- [Exercise] Could you write out exactly the lines from the one that contains "pub fn build_decrypt_path_options(cfg: &SourceConfig)" through the last line of the listing below, both included and nothing more?
——
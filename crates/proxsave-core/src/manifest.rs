//! Manifest and bundle-layout types.

use std::collections::BTreeSet;

use chrono::{DateTime, Utc};
use serde::{Deserialize, Serialize};
use serde_json::{Map, Value};

use crate::category::HostRole;

#[derive(Debug, Clone, Copy, PartialEq, Eq, Serialize, Deserialize)]
#[serde(rename_all = "snake_case")]
pub enum EncryptionMode {
    None,
    Age,
}

#[derive(Debug, Clone, Copy, PartialEq, Eq, Serialize, Deserialize)]
#[serde(rename_all = "snake_case")]
pub enum CompressionType {
    None,
    Gzip,
    Xz,
    Zstd,
    Bzip2,
    Lzma,
}

impl CompressionType {
    /// Filename extension inserted before `.tar`.
    pub fn extension(self) -> &'static str {
        match self {
            CompressionType::None => "",
            CompressionType::Gzip => ".gz",
            CompressionType::Xz => ".xz",
            CompressionType::Zstd => ".zst",
            CompressionType::Bzip2 => ".bz2",
            CompressionType::Lzma => ".lzma",
        }
    }

    /// Fallback order used when the requested compressor binary is
    /// unavailable: `xz -> gzip -> none`. A requested
    /// compressor that isn't itself in the chain falls straight to the head
    /// of the chain.
    pub fn fallback(self) -> Self {
        match self {
            CompressionType::Xz => CompressionType::Gzip,
            CompressionType::Gzip => CompressionType::None,
            _ => CompressionType::Xz,
        }
    }
}

fn hostrole_tag(role: HostRole) -> String {
    role.as_str().to_string()
}

/// A single backup's integrity and provenance record.
///
/// `extra` captures any JSON object keys this build doesn't know about so
/// round-tripping through `load`/`write` never drops data written by a
/// newer or older version of proxsave.
#[derive(Debug, Clone, PartialEq)]
pub struct Manifest {
    pub archive_path: String,
    pub archive_size: u64,
    pub sha256: String,
    pub encryption_mode: EncryptionMode,
    pub compression_type: CompressionType,
    pub requested_compression_type: CompressionType,
    pub compression_mode: String,
    pub compression_level: u32,
    pub compression_threads: u32,
    pub created_at: DateTime<Utc>,
    pub script_version: String,
    pub hostname: String,
    pub host_role: HostRole,
    pub host_version: String,
    pub cluster_mode: bool,
    pub targets: BTreeSet<String>,
    pub extra: Map<String, Value>,
}

const ENCRYPTED_SUFFIX_MARKER: &str = ".age";

impl Manifest {
    /// Invariant: `encryption_mode = age <=> archive_path ends in the
    /// encrypted-suffix marker`.
    pub fn validate_encryption_marker(&self) -> bool {
        let is_age = self.archive_path.ends_with(ENCRYPTED_SUFFIX_MARKER);
        (self.encryption_mode == EncryptionMode::Age) == is_age
    }

    pub fn targets_includes(&self, role: HostRole) -> bool {
        self.targets.contains(&hostrole_tag(role))
    }

    const REQUIRED_FIELDS: &'static [&'static str] =
    &["archive_path", "sha256", "created_at", "encryption_mode", "host_role"];

    pub fn to_json(&self) -> Value {
        let mut obj = self.extra.clone();
        obj.insert("archive_path".into(), Value::from(self.archive_path.clone()));
        obj.insert("archive_size".into(), Value::from(self.archive_size));
        obj.insert("sha256".into(), Value::from(self.sha256.clone()));
        obj.insert(
            "created_at".into(),
            Value::from(self.created_at.to_rfc3339()),
        );
        obj.insert(
            "encryption_mode".into(),
            serde_json::to_value(self.encryption_mode).expect("enum serializes"),
        );
        obj.insert(
            "compression_type".into(),
            serde_json::to_value(self.compression_type).expect("enum serializes"),
        );
        obj.insert(
            "requested_compression_type".into(),
            serde_json::to_value(self.requested_compression_type).expect("enum serializes"),
        );
        obj.insert("compression_mode".into(), Value::from(self.compression_mode.clone()));
        obj.insert("compression_level".into(), Value::from(self.compression_level));
        obj.insert("compression_threads".into(), Value::from(self.compression_threads));
        obj.insert("script_version".into(), Value::from(self.script_version.clone()));
        obj.insert("hostname".into(), Value::from(self.hostname.clone()));
        obj.insert(
            "host_role".into(),
            serde_json::to_value(self.host_role).expect("enum serializes"),
        );
        obj.insert("host_version".into(), Value::from(self.host_version.clone()));
        obj.insert("cluster_mode".into(), Value::from(self.cluster_mode));
        obj.insert(
            "targets".into(),
            Value::from(self.targets.iter().cloned().collect::<Vec<_>>()),
        );
        Value::Object(obj)
    }

    pub fn from_json(mut value: Value) -> Result<Self, ManifestError> {
        let obj = value
            .as_object_mut()
            .ok_or(ManifestError::NotAnObject)?;

        for field in Self::REQUIRED_FIELDS {
            if !obj.contains_key(*field) {
                return Err(ManifestError::MissingField(field));
            }
        }

        fn take<T: for<'de> Deserialize<'de>>(
            obj: &mut Map<String, Value>,
            key: &'static str,
        ) -> Result<T, ManifestError> {
            let v = obj.remove(key).ok_or(ManifestError::MissingField(key))?;
            serde_json::from_value(v).map_err(|e| ManifestError::BadField(key, e.to_string()))
        }

        fn take_opt<T: for<'de> Deserialize<'de> + Default>(
            obj: &mut Map<String, Value>,
            key: &'static str,
        ) -> T {
            obj.remove(key)
                .and_then(|v| serde_json::from_value(v).ok())
                .unwrap_or_default()
        }

        let archive_path: String = take(obj, "archive_path")?;
        let sha256: String = take(obj, "sha256")?;
        let created_at_raw: String = take(obj, "created_at")?;
        let created_at = DateTime::parse_from_rfc3339(&created_at_raw)
            .map_err(|e| ManifestError::BadField("created_at", e.to_string()))?
            .with_timezone(&Utc);
        let encryption_mode: EncryptionMode = take(obj, "encryption_mode")?;
        let host_role: HostRole = take(obj, "host_role")?;

        let compression_type: CompressionType = take_opt(obj, "compression_type");
        let requested_compression_type: CompressionType =
        obj.remove("requested_compression_type")
            .and_then(|v| serde_json::from_value(v).ok())
            .unwrap_or(compression_type);
        let archive_size: u64 = take_opt(obj, "archive_size");
        let compression_mode: String = take_opt(obj, "compression_mode");
        let compression_level: u32 = take_opt(obj, "compression_level");
        let compression_threads: u32 = take_opt(obj, "compression_threads");
        let script_version: String = take_opt(obj, "script_version");
        let hostname: String = take_opt(obj, "hostname");
        let host_version: String = take_opt(obj, "host_version");
        let cluster_mode: bool = take_opt(obj, "cluster_mode");
        let targets: Vec<String> = take_opt(obj, "targets");

        Ok(Manifest {
            archive_path,
            archive_size,
            sha256,
            encryption_mode,
            compression_type,
            requested_compression_type,
            compression_mode,
            compression_level,
            compression_threads,
            created_at,
            script_version,
            hostname,
            host_role,
            host_version,
            cluster_mode,
            targets: targets.into_iter().collect(),
            extra: obj.clone(),
        })
    }
}

#[derive(Debug, thiserror::Error)]
pub enum ManifestError {
    #[error("manifest is not a JSON object")]
    NotAnObject,
    #[error("manifest missing required field `{0}`")]
    MissingField(&'static str),
    #[error("manifest field `{0}` invalid: {1}")]
    BadField(&'static str, String),
}

/// Fixed bundle member names, in the order the bundle writer emits them.
pub fn bundle_member_names(archive_base: &str) -> [String; 3] {
    [
        format!("{archive_base}.metadata"),
        archive_base.to_string(),
        format!("{archive_base}.sha256"),
    ]
}

pub fn bundle_filename(archive_base: &str) -> String {
    format!("{archive_base}.bundle.tar")
}

pub fn checksum_sidecar_line(hex_digest: &str, archive_basename: &str) -> String {
    format!("{hex_digest}  {archive_basename}\n")
}

#[cfg(test)]
mod tests {
    use super::*;
    use std::str::FromStr as _;

    fn sample() -> Manifest {
        Manifest {
            archive_path: "pve-backup-20260101-120000.tar".to_string(),
            archive_size: 4096,
            sha256: "deadbeef".repeat(8),
            encryption_mode: EncryptionMode::None,
            compression_type: CompressionType::None,
            requested_compression_type: CompressionType::None,
            compression_mode: "default".to_string(),
            compression_level: 0,
            compression_threads: 1,
            created_at: DateTime::from_str("2026-01-01T12:00:00Z").unwrap(),
            script_version: "1.0.0".to_string(),
            hostname: "pve-node-1".to_string(),
            host_role: HostRole::Virtualization,
            host_version: "8.2".to_string(),
            cluster_mode: false,
            targets: ["pve".to_string()].into_iter().collect(),
            extra: Map::new(),
        }
    }

    #[test]
    fn round_trip() {
        let manifest = sample();
        let json = manifest.to_json();
        let loaded = Manifest::from_json(json).unwrap();
        assert_eq!(manifest, loaded);
    }

    #[test]
    fn unknown_keys_survive_round_trip() {
        let manifest = sample();
        let mut json = manifest.to_json();
        json.as_object_mut()
            .unwrap()
            .insert("future_field".into(), Value::from("surprise"));

        let loaded = Manifest::from_json(json.clone()).unwrap();
        let re_emitted = loaded.to_json();
        assert_eq!(
            re_emitted.get("future_field"),
            Some(&Value::from("surprise"))
        );
    }

    #[test]
    fn missing_required_field_rejected() {
        let manifest = sample();
        let mut json = manifest.to_json();
        json.as_object_mut().unwrap().remove("sha256");
        assert!(matches!(
            Manifest::from_json(json),
            Err(ManifestError::MissingField("sha256"))
        ));
    }

    #[test]
    fn encryption_marker_invariant() {
        let mut manifest = sample();
        assert!(manifest.validate_encryption_marker());

        manifest.encryption_mode = EncryptionMode::Age;
        assert!(!manifest.validate_encryption_marker());

        manifest.archive_path.push_str(".age");
        assert!(manifest.validate_encryption_marker());
    }

    #[test]
    fn compression_fallback_chain() {
        assert_eq!(CompressionType::Xz.fallback(), CompressionType::Gzip);
        assert_eq!(CompressionType::Gzip.fallback(), CompressionType::None);
    }

    #[test]
    fn bundle_layout_is_fixed_and_ordered() {
        let names = bundle_member_names("pve-backup.tar.gz");
        assert_eq!(
            names,
            [
                "pve-backup.tar.gz.metadata".to_string(),
                "pve-backup.tar.gz".to_string(),
                "pve-backup.tar.gz.sha256".to_string(),
            ]
        );
    }
}
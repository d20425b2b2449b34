//! Finding restorable bundles, locally or on a remote tier, and turning
//! them into the ordered candidate list the UI presents.

use std::path::{Path, PathBuf};
use std::time::Duration;

use proxsave_cmd::{CommandRunner, Invocation, RunContext};
use proxsave_core::manifest::Manifest;
use proxsave_storage::tier::rclone::is_rclone_reference;
use serde::Deserialize;
use tracing::warn;

/// Where a discovered candidate's bytes actually live.
#[derive(Debug, Clone)]
pub enum CandidateLocation {
    Local(PathBuf),
    Remote { remote_ref: String, name: String },
}

#[derive(Debug, Clone)]
pub struct DiscoveredCandidate {
    pub archive_basename: String,
    pub manifest: Manifest,
    pub location: CandidateLocation,
    pub checksum_missing: bool,
}

/// Reports non-fatal discovery warnings to whatever is driving the scan
/// (a UI progress line, a log sink, or nothing in tests).
pub trait DiscoveryProgress: Send + Sync {
    fn warn(&self, message: &str);
}

pub struct SilentProgress;
impl DiscoveryProgress for SilentProgress {
    fn warn(&self, _message: &str) {}
}

/// Scans a local directory once and classifies every entry:
/// `*.bundle.tar` files are inspected directly; a lone `*.metadata` with
/// a sibling archive is accepted with a checksum-missing warning when no
/// `.sha256` sidecar exists. Duplicate archive bases are suppressed;
/// the result is sorted by `manifest.created_at` descending.
pub fn discover_candidates(root: &Path) -> anyhow::Result<Vec<DiscoveredCandidate>> {
    discover_candidates_with_progress(root, &SilentProgress)
}

pub fn discover_candidates_with_progress(
    root: &Path,
    progress: &dyn DiscoveryProgress,
) -> anyhow::Result<Vec<DiscoveredCandidate>> {
    let mut seen_bases = std::collections::BTreeSet::new();
    let mut out = Vec::new();

    let entries = match std::fs::read_dir(root) {
        Ok(e) => e,
        Err(e) => anyhow::bail!("cannot read {}: {e}", root.display()),
    };

    for entry in entries {
        let entry = entry?;
        let path = entry.path();
        if path.is_dir() {
            continue;
        }
        let name = path.file_name().unwrap().to_string_lossy().to_string();

        if name.ends_with(".bundle.tar") {
            if !seen_bases.insert(name.clone()) {
                continue;
            }
            match load_bundle_manifest(&path) {
                Ok(manifest) => out.push(DiscoveredCandidate {
                    archive_basename: name,
                    manifest,
                    location: CandidateLocation::Local(path.clone()),
                    checksum_missing: false,
                }),
                Err(e) => {
                    progress.warn(&format!("skipping unreadable bundle {}: {e}", path.display()));
                }
            }
            continue;
        }

        if name.ends_with(".metadata") {
            let base = name.trim_end_matches(".metadata").to_string();
            if seen_bases.contains(&base) {
                continue;
            }
            let archive_path = root.join(&base);
            if !archive_path.exists() {
                continue;
            }
            let sidecar = root.join(format!("{base}.sha256"));
            match load_metadata_file(&path) {
                Ok(manifest) => {
                    seen_bases.insert(base.clone());
                    out.push(DiscoveredCandidate {
                        archive_basename: base,
                        manifest,
                        location: CandidateLocation::Local(archive_path),
                        checksum_missing: !sidecar.exists(),
                    });
                }
                Err(e) => {
                    progress.warn(&format!("skipping unreadable metadata {}: {e}", path.display()));
                }
            }
        }
    }

    out.sort_by(|a, b| b.manifest.created_at.cmp(&a.manifest.created_at));
    Ok(out)
}

fn load_bundle_manifest(bundle_path: &Path) -> anyhow::Result<Manifest> {
    let file = std::fs::File::open(bundle_path)?;
    let value = proxsave_core::bundle::inspect_bundle_manifest(file)?;
    Ok(Manifest::from_json(value)?)
}

fn load_metadata_file(metadata_path: &Path) -> anyhow::Result<Manifest> {
    let bytes = std::fs::read(metadata_path)?;
    let value: serde_json::Value = serde_json::from_slice(&bytes)?;
    Ok(Manifest::from_json(value)?)
}

#[derive(Debug, Deserialize)]
struct RcloneLsJsonEntry {
    #[serde(rename = "Name")]
    name: String,
    #[serde(rename = "IsDir")]
    is_dir: bool,
}

/// Lists a remote's bundle files with a bounded per-call timeout and
/// `cat`s each one through `inspect_bundle_manifest`. A timeout on any
/// single call is reported as a warning and that candidate is skipped;
/// the whole scan only aborts when zero candidates were recovered.
pub async fn discover_rclone_backups(
    ctx: &RunContext,
    runner: &dyn CommandRunner,
    remote_ref: &str,
    per_call_timeout: Duration,
    progress: &dyn DiscoveryProgress,
) -> anyhow::Result<Vec<DiscoveredCandidate>> {
    let list_invocation = Invocation::new("rclone", vec!["lsjson".into(), remote_ref.to_string()]);
    let list_run = tokio::time::timeout(per_call_timeout, runner.run(ctx, &list_invocation)).await;
    let list_out = match list_run {
        Ok(Ok(out)) => out,
        Ok(Err(e)) => anyhow::bail!("rclone lsjson failed: {e}"),
        Err(_) => anyhow::bail!(
            "rclone lsjson timed out after {:?}",
            per_call_timeout
        ),
    };
    let entries: Vec<RcloneLsJsonEntry> = serde_json::from_slice(&list_out.bytes)?;

    let mut seen = std::collections::BTreeSet::new();
    let mut out = Vec::new();
    for entry in entries {
        if entry.is_dir || !entry.name.ends_with(".bundle.tar") {
            continue;
        }
        if !seen.insert(entry.name.clone()) {
            continue;
        }

        let cat_invocation = Invocation::new(
            "rclone",
            vec!["cat".into(), format!("{}/{}", remote_ref.trim_end_matches('/'), entry.name)],
        );
        let cat_run = tokio::time::timeout(per_call_timeout, runner.run(ctx, &cat_invocation)).await;
        let bytes = match cat_run {
            Ok(Ok(out)) => out.bytes,
            Ok(Err(e)) => {
                progress.warn(&format!("failed to read {}: {e}", entry.name));
                continue;
            }
            Err(_) => {
                progress.warn(&format!("timed out reading {}", entry.name));
                continue;
            }
        };

        match proxsave_core::bundle::inspect_bundle_manifest(std::io::Cursor::new(bytes)) {
            Ok(value) => match Manifest::from_json(value) {
                Ok(manifest) => out.push(DiscoveredCandidate {
                    archive_basename: entry.name.clone(),
                    manifest,
                    location: CandidateLocation::Remote {
                        remote_ref: remote_ref.to_string(),
                        name: entry.name,
                    },
                    checksum_missing: false,
                }),
                Err(e) => progress.warn(&format!("malformed manifest for {}: {e}", entry.name)),
            },
            Err(e) => progress.warn(&format!("malformed bundle {}: {e}", entry.name)),
        }
    }

    if out.is_empty() && seen.is_empty() {
        warn!(remote = %remote_ref, "no bundles found on remote");
    }

    out.sort_by(|a, b| b.manifest.created_at.cmp(&a.manifest.created_at));
    Ok(out)
}

/// Source configuration the UI presents as a pick list, per-tier.
pub struct SourceConfig {
    pub local_dir: Option<PathBuf>,
    pub secondary_dir: Option<PathBuf>,
    pub cloud_ref: Option<String>,
}

#[derive(Debug, Clone, PartialEq, Eq)]
pub enum SourceOption {
    Local(PathBuf),
    Secondary(PathBuf),
    CloudRemote(String),
    CloudPath(PathBuf),
}

impl SourceOption {
    pub fn label(&self) -> String {
        match self {
            SourceOption::Local(_) => "Local".to_string(),
            SourceOption::Secondary(_) => "Secondary".to_string(),
            SourceOption::CloudRemote(r) => format!("Cloud ({r})"),
            SourceOption::CloudPath(_) => "Cloud".to_string(),
        }
    }
}

/// Builds the logical source list the UI shows, distinguishing an
/// rclone-style remote reference from an absolute filesystem path.
pub fn build_decrypt_path_options(cfg: &SourceConfig) -> Vec<SourceOption> {
    let mut options = Vec::new();
    if let Some(dir) = &cfg.local_dir {
        options.push(SourceOption::Local(dir.clone()));
    }
    if let Some(dir) = &cfg.secondary_dir {
        options.push(SourceOption::Secondary(dir.clone()));
    }
    if let Some(cloud) = &cfg.cloud_ref {
        if is_rclone_reference(cloud) {
            options.push(SourceOption::CloudRemote(cloud.clone()));
        } else {
            options.push(SourceOption::CloudPath(PathBuf::from(cloud)));
        }
    }
    options
}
——
- [Output for this task]
pub fn build_decrypt_path_options(cfg: &SourceConfig) -> Vec<SourceOption> {
    let mut options = Vec::new();
    if let Some(dir) = &cfg.local_dir {
        options.push(SourceOption::Local(dir.clone()));
    }
    if let Some(dir) = &cfg.secondary_dir {
        options.push(SourceOption::Secondary(dir.clone()));
    }
    if let Some(cloud) = &cfg.cloud_ref {
        if is_rclone_reference(cloud) {
            options.push(SourceOption::CloudRemote(cloud.clone()));
        } else {
            options.push(SourceOption::CloudPath(PathBuf::from(cloud)));
        }
    }
    options
}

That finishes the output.